What is Tech4Good?

11 minute read

This is part 1 of a 3-part series on Tech4Good. Would love to know what you think — and follow me to get updates about the next installments!

“But [computers] are useless. They can only give you answers.” — Pablo Picasso

Defining ‘Technology for Good’

Technology has certainly transformed the world. We can look back 1,000 years and find significant technological achievements in language, writing, migration, medicine, and more — or even look back only in the last 50 years to find mobile phones, GPS, and the creation of the Internet. The changes have come slowly and evolved with society in some cases, quickly and disruptive in others. But the changes haven’t always been a net positive for the world, and their impact has been anything but equally distributed. Some changes have seen global distributions (the Green Revolution, electricity), and others are limited to those with means (access to the Internet, life-saving vaccines and medicines).

“Technology for Good” (Tech4Good) is the focus of applying technologies explicitly for the greater good. Tech4Good approaches technology and its use within the greater ecosystem — how will it be used, by whom, how will it be sustained, what is being changed explicitly, what are potential second and third order effects of such an intervention.

Tech4Good is about taking a step back from magic bullets, techno-solutionism, and hyped fads to understand the complex ecosystem of people, information, economics, psychology, history, and culture and how technology can be leveraged to make a positive difference.

And then, crucially, it’s acting on that understanding.

Tech4Good has three core themes that are integral to understanding the approach and perspective of leveraging technology for social good.

1. A focus on people

A Tech4Good approach looks at technologies, information, data, and communications through the lens of how it affects *people. *It’s people first — not technology first.

Rather than simply looking at the diffusion of a technology or innovation through its functionality (as we understand it), Tech4Good holds constant person or the end user as the focus.

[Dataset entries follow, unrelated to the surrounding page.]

use std::error::Error as StdError;
use std::fmt;
use std::path::{Path, PathBuf};

#[derive(Clone, Copy, Debug, Eq, PartialEq)]
pub enum ErrorKind {
    Internal,
    Usage,
    NotFound,
    Busy,
    Permission,
    Corrupt,
    Io,
}

#[derive(Debug)]
pub struct Error {
    kind: ErrorKind,
    message: Option<String>,
    hint: Option<String>,
    path: Option<PathBuf>,
    page: Option<u64>,
    source: Option<Box<dyn StdError + Send + Sync>>,
}

impl Error {
    pub fn new(kind: ErrorKind) -> Self {
        Self {
            kind,
            message: None,
            hint: None,
            path: None,
            page: None,
            source: None,
        }
    }

    pub fn kind(&self) -> ErrorKind {
        self.kind
    }

    pub fn message(&self) -> Option<&str> {
        self.message.as_deref()
    }

    pub fn hint(&self) -> Option<&str> {
        self.hint.as_deref()
    }

    pub fn path(&self) -> Option<&Path> {
        self.path.as_deref()
    }

    pub fn page(&self) -> Option<u64> {
        self.page
    }

    pub fn with_message(mut self, message: impl Into<String>) -> Self {
        self.message = Some(message.into());
        self
    }

    pub fn with_hint(mut self, hint: impl Into<String>) -> Self {
        self.hint = Some(hint.into());
        self
    }

    pub fn with_path(mut self, path: impl Into<PathBuf>) -> Self {
        self.path = Some(path.into());
        self
    }

    pub fn with_page(mut self, page: u64) -> Self {
        self.page = Some(page);
        self
    }

    pub fn with_source(mut self, source: impl StdError + Send + Sync + 'static) -> Self {
        self.source = Some(Box::new(source));
        self
    }

    /// Maps an I/O failure on `path` to the closest kind.
    pub fn from_io(err: std::io::Error, path: &Path) -> Self {
        let kind = match err.kind() {
            std::io::ErrorKind::NotFound => ErrorKind::NotFound,
            std::io::ErrorKind::PermissionDenied => ErrorKind::Permission,
            _ => ErrorKind::Io,
        };
        Error::new(kind).with_path(path).with_source(err)
    }
}

impl fmt::Display for Error {
    fn fmt(&self, f: &mut fmt::Formatter<'_>) -> fmt::Result {
        write!(f, "{:?}", self.kind)?;
        if let Some(message) = &self.message {
            write!(f, ": {message}")?;
        }
        if let Some(path) = &self.path {
            write!(f, " (path: {})", path.display())?;
        }
        if let Some(page) = self.page {
            write!(f, " (page: {page})")?;
        }
        Ok(())
    }
}

impl StdError for Error {
    fn source(&self) -> Option<&(dyn StdError + 'static)> {
        self.source
            .as_ref()
            .map(|source| source.as_ref() as &(dyn StdError + 'static))
    }
}

pub fn to_exit_code(kind: ErrorKind) -> i32 {
    match kind {
        ErrorKind::Internal => 1,
        ErrorKind::Usage => 2,
        ErrorKind::NotFound => 3,
        ErrorKind::Busy => 5,
        ErrorKind::Permission => 6,
        ErrorKind::Corrupt => 7,
        ErrorKind::Io => 8,
    }
}
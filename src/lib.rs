//! Purpose: Library crate backing the `dockerdb-reader` CLI and its tests.
//! Exports: `core` (bolt page reader, cursors, errors), `dump` (bucket walk and JSON rendering).
//! Role: Internal library for the binary; not a general-purpose bolt implementation.
//! Invariants: Nothing in this crate writes to an inspected database file.
//! Invariants: Core modules prefer explicit inputs/outputs over hidden state.
pub mod core;
pub mod dump;
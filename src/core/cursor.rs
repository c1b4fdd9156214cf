// Forward cursor over a bucket's B+tree: branch descent, leaf walk, inline pages.
use crate::core::db::{BucketRoot, Db};
use crate::core::error::{Error, ErrorKind};
use crate::core::page::{LeafElement, Page};

/// Deeper trees than this only arise from cyclic (corrupt) branch pointers.
const MAX_DEPTH: usize = 64;

/// One key/value pair. `value` is `None` when the key names a nested bucket.
#[derive(Clone, Copy, Debug, Eq, PartialEq)]
pub struct Entry<'a> {
    pub key: &'a [u8],
    pub value: Option<&'a [u8]>,
}

impl<'a> From<LeafElement<'a>> for Entry<'a> {
    fn from(element: LeafElement<'a>) -> Self {
        let value = if element.is_bucket() {
            None
        } else {
            Some(element.value)
        };
        Self {
            key: element.key,
            value,
        }
    }
}

#[derive(Clone, Copy, Debug)]
struct Frame<'a> {
    page: Page<'a>,
    index: usize,
}

pub struct Cursor<'a> {
    db: &'a Db,
    root: BucketRoot<'a>,
    stack: Vec<Frame<'a>>,
}

impl<'a> Cursor<'a> {
    pub(crate) fn new(db: &'a Db, root: BucketRoot<'a>) -> Self {
        Self {
            db,
            root,
            stack: Vec::new(),
        }
    }

    /// Positions on the first key, or returns `None` for an empty bucket.
    pub fn first(&mut self) -> Result<Option<Entry<'a>>, Error> {
        Ok(self.first_element()?.map(Entry::from))
    }

    /// Advances to the next key; `None` once the bucket is exhausted.
    pub fn next(&mut self) -> Result<Option<Entry<'a>>, Error> {
        Ok(self.next_element()?.map(Entry::from))
    }

    pub(crate) fn first_element(&mut self) -> Result<Option<LeafElement<'a>>, Error> {
        self.stack.clear();
        let root = self.root_page()?;
        self.push(root)?;
        self.descend_first()?;
        if self.leaf_exhausted() {
            return self.next_element();
        }
        self.current()
    }

    /// Positions on the first key at or after `target`.
    pub(crate) fn seek_element(
        &mut self,
        target: &[u8],
    ) -> Result<Option<LeafElement<'a>>, Error> {
        self.stack.clear();
        let root = self.root_page()?;
        self.push(root)?;
        while let Some(frame) = self.stack.last().copied() {
            let page = frame.page;
            if page.is_leaf() {
                let mut index = 0;
                while index < page.count() && page.leaf_element(index)?.key < target {
                    index += 1;
                }
                self.set_index(index);
                break;
            }
            if page.count() == 0 {
                return Err(self.empty_branch(page));
            }
            // Last child whose separator key is <= target.
            let mut index = 0;
            for candidate in 1..page.count() {
                if page.branch_element(candidate)?.key > target {
                    break;
                }
                index = candidate;
            }
            self.set_index(index);
            let child = self.db.page(page.branch_element(index)?.child)?;
            self.push(child)?;
        }
        if self.leaf_exhausted() {
            return self.next_element();
        }
        self.current()
    }

    pub(crate) fn next_element(&mut self) -> Result<Option<LeafElement<'a>>, Error> {
        loop {
            // Pop until a page still has an unvisited element.
            let mut depth = self.stack.len();
            while depth > 0 {
                let frame = &mut self.stack[depth - 1];
                if frame.index + 1 < frame.page.count() {
                    frame.index += 1;
                    break;
                }
                depth -= 1;
            }
            if depth == 0 {
                self.stack.clear();
                return Ok(None);
            }
            self.stack.truncate(depth);
            self.descend_first()?;
            if self.leaf_exhausted() {
                continue;
            }
            return self.current();
        }
    }

    fn root_page(&self) -> Result<Page<'a>, Error> {
        match self.root {
            BucketRoot::Paged(id) => self.db.page(id),
            BucketRoot::Inline(bytes) => Page::parse(bytes),
        }
    }

    fn push(&mut self, page: Page<'a>) -> Result<(), Error> {
        if !page.is_leaf() && !page.is_branch() {
            return Err(Error::new(ErrorKind::Corrupt)
                .with_message(format!("unexpected page type {:#04x}", page.header.flags))
                .with_path(self.db.path())
                .with_page(page.header.id));
        }
        if self.stack.len() >= MAX_DEPTH {
            return Err(Error::new(ErrorKind::Corrupt)
                .with_message("bucket tree too deep")
                .with_path(self.db.path())
                .with_page(page.header.id));
        }
        self.stack.push(Frame { page, index: 0 });
        Ok(())
    }

    fn descend_first(&mut self) -> Result<(), Error> {
        while let Some(frame) = self.stack.last().copied() {
            if frame.page.is_leaf() {
                return Ok(());
            }
            if frame.page.count() == 0 {
                return Err(self.empty_branch(frame.page));
            }
            let child = frame.page.branch_element(frame.index)?.child;
            let page = self.db.page(child)?;
            self.push(page)?;
        }
        Ok(())
    }

    fn set_index(&mut self, index: usize) {
        if let Some(frame) = self.stack.last_mut() {
            frame.index = index;
        }
    }

    fn empty_branch(&self, page: Page<'a>) -> Error {
        Error::new(ErrorKind::Corrupt)
            .with_message("empty branch page")
            .with_path(self.db.path())
            .with_page(page.header.id)
    }

    fn leaf_exhausted(&self) -> bool {
        self.stack
            .last()
            .is_none_or(|frame| frame.index >= frame.page.count())
    }

    fn current(&self) -> Result<Option<LeafElement<'a>>, Error> {
        match self.stack.last() {
            Some(frame) => frame.page.leaf_element(frame.index).map(Some),
            None => Ok(None),
        }
    }
}

#[cfg(test)]
mod tests {
    use super::Entry;
    use crate::core::db::Db;
    use crate::core::error::ErrorKind;
    use crate::core::fixture::FixtureBuilder;

    fn collect_keys(db: &Db, bucket: &str) -> Vec<(Vec<u8>, Option<Vec<u8>>)> {
        db.view(|tx| {
            let bucket = tx.bucket(bucket.as_bytes())?.expect("bucket");
            let mut cursor = bucket.cursor();
            let mut out = Vec::new();
            let mut entry = cursor.first()?;
            while let Some(Entry { key, value }) = entry {
                out.push((key.to_vec(), value.map(<[u8]>::to_vec)));
                entry = cursor.next()?;
            }
            Ok(out)
        })
        .expect("view")
    }

    #[test]
    fn walks_multi_leaf_bucket_in_key_order() {
        let dir = tempfile::tempdir().expect("tempdir");
        let path = dir.path().join("multi.db");
        let records: Vec<(String, String)> = (0..50)
            .rev()
            .map(|i| (format!("key-{i:03}"), format!("value-{i}")))
            .collect();
        let image = FixtureBuilder::new()
            .leaf_capacity(7)
            .bucket("big", records)
            .build();
        assert!(!image.bucket_pages.is_empty());
        std::fs::write(&path, &image.bytes).expect("write");

        let db = Db::open(&path).expect("open");
        let keys = collect_keys(&db, "big");
        assert_eq!(keys.len(), 50);
        for (i, (key, value)) in keys.iter().enumerate() {
            assert_eq!(key, format!("key-{i:03}").as_bytes());
            assert_eq!(value.as_deref(), Some(format!("value-{i}").as_bytes()));
        }
        db.close().expect("close");
    }

    #[test]
    fn seek_lands_on_first_key_at_or_after_target() {
        let dir = tempfile::tempdir().expect("tempdir");
        let path = dir.path().join("seek.db");
        let records: Vec<(String, String)> = (0..40)
            .map(|i| (format!("key-{:03}", i * 2), format!("value-{i}")))
            .collect();
        FixtureBuilder::new()
            .leaf_capacity(3)
            .bucket("big", records)
            .write(&path)
            .expect("write");

        let db = Db::open(&path).expect("open");
        let seek = |target: &str| {
            db.view(|tx| {
                let bucket = tx.bucket(b"big")?.expect("bucket");
                let found = bucket.cursor().seek_element(target.as_bytes())?;
                Ok(found.map(|element| element.key.to_vec()))
            })
            .expect("view")
        };
        assert_eq!(seek("key-000"), Some(b"key-000".to_vec()));
        assert_eq!(seek("key-041"), Some(b"key-042".to_vec()));
        assert_eq!(seek("key-078"), Some(b"key-078".to_vec()));
        assert_eq!(seek("a"), Some(b"key-000".to_vec()));
        assert_eq!(seek("key-079"), None);
        assert_eq!(seek("z"), None);
        db.close().expect("close");
    }

    #[test]
    fn walks_inline_bucket() {
        let dir = tempfile::tempdir().expect("tempdir");
        let path = dir.path().join("inline.db");
        let image = FixtureBuilder::new()
            .inline_bucket("small", [("b", "2"), ("a", "1")])
            .build();
        assert!(!image.bucket_pages.contains_key(b"small".as_slice()));
        std::fs::write(&path, &image.bytes).expect("write");

        let db = Db::open(&path).expect("open");
        let keys = collect_keys(&db, "small");
        assert_eq!(
            keys,
            vec![
                (b"a".to_vec(), Some(b"1".to_vec())),
                (b"b".to_vec(), Some(b"2".to_vec())),
            ]
        );
        db.close().expect("close");
    }

    #[test]
    fn empty_bucket_yields_nothing() {
        let dir = tempfile::tempdir().expect("tempdir");
        let path = dir.path().join("empty.db");
        FixtureBuilder::new()
            .bucket("paged", Vec::<(String, String)>::new())
            .inline_bucket("inline", Vec::<(String, String)>::new())
            .write(&path)
            .expect("write");

        let db = Db::open(&path).expect("open");
        assert!(collect_keys(&db, "paged").is_empty());
        assert!(collect_keys(&db, "inline").is_empty());
        db.close().expect("close");
    }

    #[test]
    fn overflow_values_are_read_whole() {
        let dir = tempfile::tempdir().expect("tempdir");
        let path = dir.path().join("overflow.db");
        let large = "x".repeat(10_000);
        FixtureBuilder::new()
            .bucket("blobs", [("large", large.as_str()), ("small", "s")])
            .write(&path)
            .expect("write");

        let db = Db::open(&path).expect("open");
        let keys = collect_keys(&db, "blobs");
        assert_eq!(keys[0].1.as_deref(), Some(large.as_bytes()));
        assert_eq!(keys[1].1.as_deref(), Some(b"s".as_slice()));
        db.close().expect("close");
    }

    #[test]
    fn nested_buckets_have_no_value() {
        let dir = tempfile::tempdir().expect("tempdir");
        let path = dir.path().join("nested.db");
        FixtureBuilder::new()
            .bucket("outer", [("k", "v")])
            .nested_bucket("outer", "child")
            .write(&path)
            .expect("write");

        let db = Db::open(&path).expect("open");
        let keys = collect_keys(&db, "outer");
        assert_eq!(
            keys,
            vec![(b"child".to_vec(), None), (b"k".to_vec(), Some(b"v".to_vec()))]
        );
        db.close().expect("close");
    }

    #[test]
    fn damaged_page_type_is_corrupt() {
        let dir = tempfile::tempdir().expect("tempdir");
        let path = dir.path().join("damaged.db");
        let image = FixtureBuilder::new().bucket("a", [("k", "v")]).build();
        let page_id = image.bucket_pages["a".as_bytes()];
        let mut bytes = image.bytes;
        let flags_at = page_id as usize * image.page_size + 8;
        bytes[flags_at] = 0;
        bytes[flags_at + 1] = 0;
        std::fs::write(&path, &bytes).expect("write");

        let db = Db::open(&path).expect("open");
        let err = db
            .view(|tx| {
                let bucket = tx.bucket(b"a")?.expect("bucket");
                bucket.cursor().first().map(|entry| entry.is_some())
            })
            .expect_err("damaged");
        assert_eq!(err.kind(), ErrorKind::Corrupt);
        assert_eq!(err.page(), Some(page_id));
        db.close().expect("close");
    }
}
// Core modules implementing the read-only bolt reader and error modeling.
pub mod cursor;
pub mod db;
pub mod error;
#[cfg(any(test, feature = "fixture"))]
#[doc(hidden)]
pub mod fixture;
pub mod format;
pub mod page;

This might seem obvious to many, that people are obviously the important stakeholders here — but is actually in fairly stark contrast to real-world examples that prioritize market solutions, the features of a technology itself, etc. This is not to say that a focus on engineering features, functional specifications, market strategies, government incentives, etc. are necessarily at odds with people-centered approaches — often they are not. But often they can be, and crucially, this can change over time as well, and when you don’t hold *people *constant as the your end goal, the project can shift under our feet without us noticing.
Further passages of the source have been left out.